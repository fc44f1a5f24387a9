use std::path::{Path, PathBuf};
use std::sync::Arc;

use anyhow::Context;
use clap::{Parser, Subcommand};
use tracing_subscriber::{layer::SubscriberExt, util::SubscriberInitExt};

use pixogol::api::{create_router, AppState};
use pixogol::audit::AuditLog;
use pixogol::config::Config;
use pixogol::llm::LlmProvider;
use pixogol::models::{AnalysisOrigin, AnalysisReport, ImageUpload};
use pixogol::ocr::OcrProvider;
use pixogol::services::{AnalysisService, RiskAnalyzer};

#[derive(Parser)]
#[command(name = "pixogol")]
#[command(about = "Copyright, trademark and brand risk assessment for the text in images")]
struct Args {
    #[command(subcommand)]
    command: Option<Command>,
}

#[derive(Subcommand)]
enum Command {
    /// Run the HTTP API (default)
    Serve,
    /// Analyse one image file and print the assessment
    Analyze {
        /// Image to analyse (PNG, JPEG, GIF, BMP or TIFF)
        path: PathBuf,
        /// Print the full report as JSON instead of the text summary
        #[arg(long)]
        json: bool,
        /// Also write the JSON report to this file
        #[arg(long, short)]
        output: Option<PathBuf>,
    },
}

#[tokio::main]
async fn main() -> anyhow::Result<()> {
    let args = Args::parse();

    dotenvy::dotenv().ok();
    init_tracing();

    let config = Config::from_env();

    match args.command.unwrap_or(Command::Serve) {
        Command::Serve => serve(config).await,
        Command::Analyze { path, json, output } => {
            analyze(config, &path, json, output.as_deref()).await
        }
    }
}

fn init_tracing() {
    let json = std::env::var("LOG_FORMAT").is_ok_and(|v| v.eq_ignore_ascii_case("json"));

    // stderr keeps `analyze --json` output on stdout machine-readable.
    tracing_subscriber::registry()
        .with(
            tracing_subscriber::EnvFilter::try_from_default_env()
                .unwrap_or_else(|_| "pixogol=info,tower_http=debug".into()),
        )
        .with(json.then(|| {
            tracing_subscriber::fmt::layer()
                .json()
                .with_writer(std::io::stderr)
        }))
        .with((!json).then(|| tracing_subscriber::fmt::layer().with_writer(std::io::stderr)))
        .init();
}

fn build_providers(config: &Config) -> anyhow::Result<(OcrProvider, LlmProvider)> {
    tracing::info!("Initializing OCR provider: {}...", config.ocr.model);
    let ocr = OcrProvider::new(&config.ocr)?;
    if !ocr.is_available() {
        tracing::warn!("OCR unavailable - uploads will be refused");
    }

    tracing::info!("Initializing LLM provider: {}...", config.llm.model);
    let llm = LlmProvider::new(&config.llm);
    if !llm.is_available() {
        tracing::warn!("LLM unavailable - set OPENAI_API_KEY or LLM_API_KEY to enable analyses");
    }

    Ok((ocr, llm))
}

async fn serve(config: Config) -> anyhow::Result<()> {
    if config.server.api_keys.is_empty() {
        tracing::warn!("PIXOGOL_API_KEYS is not set - the upload endpoint is open to anyone");
    }

    let (ocr, llm) = build_providers(&config)?;
    let audit = Arc::new(AuditLog::new(&config.audit));
    tracing::info!("Audit log directory: {}", config.audit.log_dir.display());

    let state = AppState::new(config.clone(), ocr, llm, audit);
    let app = create_router(state);

    let addr = format!("{}:{}", config.server.host, config.server.port);
    tracing::info!("Pixogol starting on http://{}", addr);
    tracing::info!("  Health check: http://{}/api/v1/health", addr);
    tracing::info!("  Upload:       http://{}/api/v1/analyses:upload", addr);
    tracing::info!("  API docs:     http://{}/api/v1/docs", addr);
    tracing::info!("  OpenAPI spec: http://{}/api/v1/openapi.json", addr);

    let listener = tokio::net::TcpListener::bind(&addr).await?;
    axum::serve(listener, app)
        .with_graceful_shutdown(shutdown_signal())
        .await?;

    Ok(())
}

async fn analyze(
    config: Config,
    path: &Path,
    json: bool,
    output: Option<&Path>,
) -> anyhow::Result<()> {
    let bytes = tokio::fs::read(path)
        .await
        .with_context(|| format!("Failed to read {}", path.display()))?;
    let file_name = path.file_name().and_then(|n| n.to_str());
    let content_type = mime_guess::from_path(path).first_raw();

    let upload = ImageUpload::validate(
        bytes,
        file_name,
        content_type,
        config.server.max_upload_bytes,
    )?;

    let (ocr, llm) = build_providers(&config)?;
    let risk = RiskAnalyzer::new(llm, &config.llm);
    let service = AnalysisService::new(ocr, risk, Arc::new(AuditLog::new(&config.audit)));

    let report = service.analyze(upload, AnalysisOrigin::Cli).await?;

    if let Some(output) = output {
        let body = serde_json::to_string_pretty(&report)?;
        tokio::fs::write(output, body)
            .await
            .with_context(|| format!("Failed to write {}", output.display()))?;
    }

    if json {
        println!("{}", serde_json::to_string_pretty(&report)?);
    } else {
        print_report(&report);
    }

    Ok(())
}

fn print_report(report: &AnalysisReport) {
    println!("Analysis {} - {}", report.analysis_id, report.filename);
    match &report.extracted_text {
        Some(text) => println!("Extracted text ({} words): {}", report.word_count, text),
        None => println!("No text found in image"),
    }
    println!();
    print!("{}", report.risk_analysis.summary_text());
    println!();
    println!("{}", report.risk_analysis.legal_disclaimer);
    println!("Logged to {}", report.log_file);
}

async fn shutdown_signal() {
    let ctrl_c = async {
        if let Err(e) = tokio::signal::ctrl_c().await {
            tracing::error!("Failed to install Ctrl+C handler: {}", e);
            std::future::pending::<()>().await;
        }
    };

    #[cfg(unix)]
    let terminate = async {
        match tokio::signal::unix::signal(tokio::signal::unix::SignalKind::terminate()) {
            Ok(mut signal) => {
                signal.recv().await;
            }
            Err(e) => {
                tracing::error!("Failed to install SIGTERM handler: {}", e);
                std::future::pending::<()>().await;
            }
        }
    };

    #[cfg(not(unix))]
    let terminate = std::future::pending::<()>();

    tokio::select! {
        _ = ctrl_c => {},
        _ = terminate => {},
    }

    tracing::info!("Shutdown signal received, finishing in-flight requests...");
}
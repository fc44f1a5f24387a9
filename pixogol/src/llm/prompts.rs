//! Prompt templates for the risk assessment model
//!
//! These templates use basic `format!()` interpolation for type safety.

/// System message framing the model as an intellectual property reviewer.
///
/// Lists what counts as copyright, trademark and brand risk and the four
/// allowed risk levels.
pub fn risk_system_prompt() -> &'static str {
    r#"You are a legal risk assessment expert specializing in intellectual property law.
Analyze the provided text for potential copyright, trademark, and brand risks.

Consider the following risk factors:

COPYRIGHT RISKS:
- Copyrighted text, quotes, or excerpts from books, articles, songs, etc.
- Creative works like poems, stories, or artistic expressions
- Proprietary content from websites, marketing materials, or publications

TRADEMARK RISKS:
- Brand names, product names, or service marks
- Company names and business identifiers
- Slogans, taglines, or marketing phrases
- Logo text or branded terminology

BRAND RISKS:
- References to well-known companies or brands
- Celebrity names or public figures
- Sports teams, leagues, or organizations
- Educational institutions or government entities

Provide a structured JSON response with risk levels (LOW, MEDIUM, HIGH, CRITICAL) and detailed explanations."#
}

/// Generate the user message asking for an assessment of `text`
///
/// # Arguments
/// * `text` - Cleaned OCR output
/// * `filename` - Name of the uploaded image, given to the model as context
///
/// # Example
/// ```
/// use pixogol::llm::prompts::risk_assessment_prompt;
///
/// let prompt = risk_assessment_prompt("JUST DO IT", "poster.png");
/// assert!(prompt.contains("JUST DO IT"));
/// assert!(prompt.contains("\"poster.png\""));
/// ```
pub fn risk_assessment_prompt(text: &str, filename: &str) -> String {
    format!(
        r#"Analyze this text extracted from an image file named "{filename}":

TEXT TO ANALYZE:
{text}

Please provide a comprehensive legal risk assessment in JSON format with the following structure:
{{
    "overall_risk_level": "LOW/MEDIUM/HIGH/CRITICAL",
    "confidence_score": 0.0-1.0,
    "risk_categories": {{
        "copyright": {{
            "level": "LOW/MEDIUM/HIGH/CRITICAL",
            "explanation": "detailed explanation",
            "identified_elements": ["list of specific copyrighted elements found"],
            "recommendations": ["specific actions to take"]
        }},
        "trademark": {{
            "level": "LOW/MEDIUM/HIGH/CRITICAL",
            "explanation": "detailed explanation",
            "identified_elements": ["list of specific trademark elements found"],
            "recommendations": ["specific actions to take"]
        }},
        "brand": {{
            "level": "LOW/MEDIUM/HIGH/CRITICAL",
            "explanation": "detailed explanation",
            "identified_elements": ["list of specific brand elements found"],
            "recommendations": ["specific actions to take"]
        }}
    }},
    "general_recommendations": ["overall recommendations for risk mitigation"],
    "legal_disclaimer": "This is an AI-generated assessment and should not replace professional legal advice."
}}"#
    )
}

#[cfg(test)]
mod tests {
    use super::*;

    #[test]
    fn test_system_prompt_names_all_levels_and_categories() {
        let prompt = risk_system_prompt();
        for needle in ["COPYRIGHT", "TRADEMARK", "BRAND", "LOW, MEDIUM, HIGH, CRITICAL"] {
            assert!(prompt.contains(needle), "missing {needle}");
        }
        assert!(prompt.contains("JSON"));
    }

    #[test]
    fn test_assessment_prompt_embeds_text_and_shape() {
        let prompt = risk_assessment_prompt("Coca-Cola\nEnjoy", "can.jpg");
        assert!(prompt.contains("file named \"can.jpg\""));
        assert!(prompt.contains("Coca-Cola\nEnjoy"));
        assert!(prompt.contains("\"overall_risk_level\""));
        assert!(prompt.contains("\"identified_elements\""));
        assert!(prompt.contains("\"legal_disclaimer\""));
    }

    #[test]
    fn test_braces_are_literal() {
        let prompt = risk_assessment_prompt("x", "y.png");
        assert!(prompt.contains("{\n    \"overall_risk_level\""));
        assert!(!prompt.contains("{{"));
    }
}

▶ _TASK DESCRIPTION_: Where a line of the records holds the word "AnalysisOrigin", copy that line.

▶ _TASK RESPONSE_:
use pixogol::models::{AnalysisOrigin, AnalysisReport, ImageUpload};
    let report = service.analyze(upload, AnalysisOrigin::Cli).await?;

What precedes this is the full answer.